■ **THE TASK**
In the entries below, find each line with the word "BookId" and return it.

■ **EXERCISE DATA**
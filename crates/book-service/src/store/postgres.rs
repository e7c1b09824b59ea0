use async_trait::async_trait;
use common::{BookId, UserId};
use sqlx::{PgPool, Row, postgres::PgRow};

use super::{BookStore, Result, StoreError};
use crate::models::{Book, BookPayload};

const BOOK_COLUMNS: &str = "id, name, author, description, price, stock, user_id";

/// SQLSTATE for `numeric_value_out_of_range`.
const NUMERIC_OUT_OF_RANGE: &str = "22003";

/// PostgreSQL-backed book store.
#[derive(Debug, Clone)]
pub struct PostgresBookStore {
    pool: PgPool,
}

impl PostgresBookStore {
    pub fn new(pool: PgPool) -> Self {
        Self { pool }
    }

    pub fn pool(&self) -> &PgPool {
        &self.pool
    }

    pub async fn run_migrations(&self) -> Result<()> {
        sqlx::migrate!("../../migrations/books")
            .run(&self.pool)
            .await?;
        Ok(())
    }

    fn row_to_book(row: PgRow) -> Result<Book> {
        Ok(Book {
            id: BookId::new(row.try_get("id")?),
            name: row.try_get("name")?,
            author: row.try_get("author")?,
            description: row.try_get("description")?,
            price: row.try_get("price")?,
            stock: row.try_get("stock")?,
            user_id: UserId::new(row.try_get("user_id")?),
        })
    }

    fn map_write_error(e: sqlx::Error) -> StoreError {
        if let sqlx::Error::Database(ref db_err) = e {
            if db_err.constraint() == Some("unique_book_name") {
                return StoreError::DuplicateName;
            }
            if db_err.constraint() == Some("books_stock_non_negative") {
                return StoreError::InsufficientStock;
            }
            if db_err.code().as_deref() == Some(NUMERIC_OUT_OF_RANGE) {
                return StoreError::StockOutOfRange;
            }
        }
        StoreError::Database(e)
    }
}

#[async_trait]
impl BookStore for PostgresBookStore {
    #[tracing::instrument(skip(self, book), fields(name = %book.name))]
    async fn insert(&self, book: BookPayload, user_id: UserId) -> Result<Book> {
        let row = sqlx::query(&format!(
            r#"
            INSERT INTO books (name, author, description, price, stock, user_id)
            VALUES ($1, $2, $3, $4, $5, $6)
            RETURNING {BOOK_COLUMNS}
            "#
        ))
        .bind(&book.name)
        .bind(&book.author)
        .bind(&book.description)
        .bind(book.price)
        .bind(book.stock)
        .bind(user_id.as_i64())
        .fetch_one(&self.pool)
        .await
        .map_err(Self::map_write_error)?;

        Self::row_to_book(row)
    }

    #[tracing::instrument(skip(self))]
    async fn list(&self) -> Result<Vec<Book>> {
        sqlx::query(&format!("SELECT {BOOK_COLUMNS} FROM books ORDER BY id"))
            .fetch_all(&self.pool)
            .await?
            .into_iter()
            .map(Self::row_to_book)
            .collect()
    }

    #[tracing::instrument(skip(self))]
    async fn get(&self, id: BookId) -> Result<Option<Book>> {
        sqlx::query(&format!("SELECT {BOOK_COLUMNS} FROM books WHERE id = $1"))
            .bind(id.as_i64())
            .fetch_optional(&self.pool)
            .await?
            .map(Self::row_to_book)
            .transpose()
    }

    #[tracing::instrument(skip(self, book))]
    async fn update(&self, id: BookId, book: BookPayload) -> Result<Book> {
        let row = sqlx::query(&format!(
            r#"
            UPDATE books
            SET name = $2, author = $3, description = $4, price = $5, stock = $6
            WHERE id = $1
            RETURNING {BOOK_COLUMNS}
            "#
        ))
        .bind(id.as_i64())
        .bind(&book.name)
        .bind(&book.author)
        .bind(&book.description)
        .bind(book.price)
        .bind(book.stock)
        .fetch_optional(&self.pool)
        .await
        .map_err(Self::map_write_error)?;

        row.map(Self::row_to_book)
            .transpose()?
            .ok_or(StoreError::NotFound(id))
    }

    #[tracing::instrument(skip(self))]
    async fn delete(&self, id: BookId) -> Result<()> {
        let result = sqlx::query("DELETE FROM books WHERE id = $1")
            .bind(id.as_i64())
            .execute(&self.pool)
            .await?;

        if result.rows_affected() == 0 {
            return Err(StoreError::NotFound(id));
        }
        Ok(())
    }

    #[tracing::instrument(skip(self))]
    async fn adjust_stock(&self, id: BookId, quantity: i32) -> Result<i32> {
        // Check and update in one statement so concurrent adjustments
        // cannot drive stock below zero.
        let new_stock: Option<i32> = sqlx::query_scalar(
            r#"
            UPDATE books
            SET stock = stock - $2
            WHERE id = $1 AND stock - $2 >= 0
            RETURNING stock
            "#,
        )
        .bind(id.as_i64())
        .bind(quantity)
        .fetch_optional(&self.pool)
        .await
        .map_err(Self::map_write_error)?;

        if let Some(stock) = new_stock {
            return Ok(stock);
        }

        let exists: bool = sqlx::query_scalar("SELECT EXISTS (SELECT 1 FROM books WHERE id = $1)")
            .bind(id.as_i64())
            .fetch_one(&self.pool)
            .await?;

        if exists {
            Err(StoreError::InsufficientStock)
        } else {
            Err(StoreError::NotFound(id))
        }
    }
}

---

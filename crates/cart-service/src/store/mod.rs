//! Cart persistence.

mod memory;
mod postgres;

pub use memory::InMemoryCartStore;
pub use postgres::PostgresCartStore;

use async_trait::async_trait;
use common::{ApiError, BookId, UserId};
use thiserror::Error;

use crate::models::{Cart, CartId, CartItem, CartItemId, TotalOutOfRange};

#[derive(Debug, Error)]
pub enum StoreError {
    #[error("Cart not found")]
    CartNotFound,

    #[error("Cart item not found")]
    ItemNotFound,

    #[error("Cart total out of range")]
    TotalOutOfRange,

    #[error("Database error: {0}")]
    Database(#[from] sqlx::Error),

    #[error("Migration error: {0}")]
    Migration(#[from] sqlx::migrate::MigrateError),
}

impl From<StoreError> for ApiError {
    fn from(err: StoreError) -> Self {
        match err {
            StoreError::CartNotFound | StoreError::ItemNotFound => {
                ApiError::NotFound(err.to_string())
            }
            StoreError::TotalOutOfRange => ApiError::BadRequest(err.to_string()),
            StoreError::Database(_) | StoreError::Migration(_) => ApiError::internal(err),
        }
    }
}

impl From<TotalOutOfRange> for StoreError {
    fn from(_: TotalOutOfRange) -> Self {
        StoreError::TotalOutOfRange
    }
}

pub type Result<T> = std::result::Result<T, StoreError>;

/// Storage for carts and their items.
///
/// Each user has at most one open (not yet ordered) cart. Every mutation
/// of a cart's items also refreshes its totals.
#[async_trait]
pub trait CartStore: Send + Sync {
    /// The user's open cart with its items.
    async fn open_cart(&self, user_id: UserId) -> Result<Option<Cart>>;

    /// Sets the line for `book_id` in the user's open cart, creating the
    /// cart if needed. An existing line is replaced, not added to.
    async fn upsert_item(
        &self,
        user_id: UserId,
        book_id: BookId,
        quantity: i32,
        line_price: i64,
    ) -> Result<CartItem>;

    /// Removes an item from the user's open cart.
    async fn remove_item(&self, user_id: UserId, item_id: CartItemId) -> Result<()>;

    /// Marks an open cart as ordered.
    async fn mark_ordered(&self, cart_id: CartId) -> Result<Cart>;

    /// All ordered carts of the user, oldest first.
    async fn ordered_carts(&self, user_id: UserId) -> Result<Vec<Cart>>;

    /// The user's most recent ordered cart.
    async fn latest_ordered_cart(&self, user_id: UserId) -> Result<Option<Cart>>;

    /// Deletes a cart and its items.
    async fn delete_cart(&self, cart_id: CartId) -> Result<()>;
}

---

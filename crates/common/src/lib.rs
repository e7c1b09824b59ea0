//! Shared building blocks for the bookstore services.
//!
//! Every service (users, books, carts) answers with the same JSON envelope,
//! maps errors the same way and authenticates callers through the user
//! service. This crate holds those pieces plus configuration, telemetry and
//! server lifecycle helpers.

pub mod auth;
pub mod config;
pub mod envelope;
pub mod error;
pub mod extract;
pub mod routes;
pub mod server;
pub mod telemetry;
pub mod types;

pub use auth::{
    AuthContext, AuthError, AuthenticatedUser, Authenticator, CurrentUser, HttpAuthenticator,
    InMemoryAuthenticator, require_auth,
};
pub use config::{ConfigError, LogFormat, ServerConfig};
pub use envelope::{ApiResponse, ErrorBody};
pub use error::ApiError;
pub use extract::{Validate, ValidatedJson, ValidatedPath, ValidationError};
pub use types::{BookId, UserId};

■ **EXPECTED OUTPUT**
use common::{BookId, UserId};
            id: BookId::new(row.try_get("id")?),
    async fn get(&self, id: BookId) -> Result<Option<Book>> {
    async fn update(&self, id: BookId, book: BookPayload) -> Result<Book> {
    async fn delete(&self, id: BookId) -> Result<()> {
    async fn adjust_stock(&self, id: BookId, quantity: i32) -> Result<i32> {
use common::{ApiError, BookId, UserId};
        book_id: BookId,
pub use types::{BookId, UserId};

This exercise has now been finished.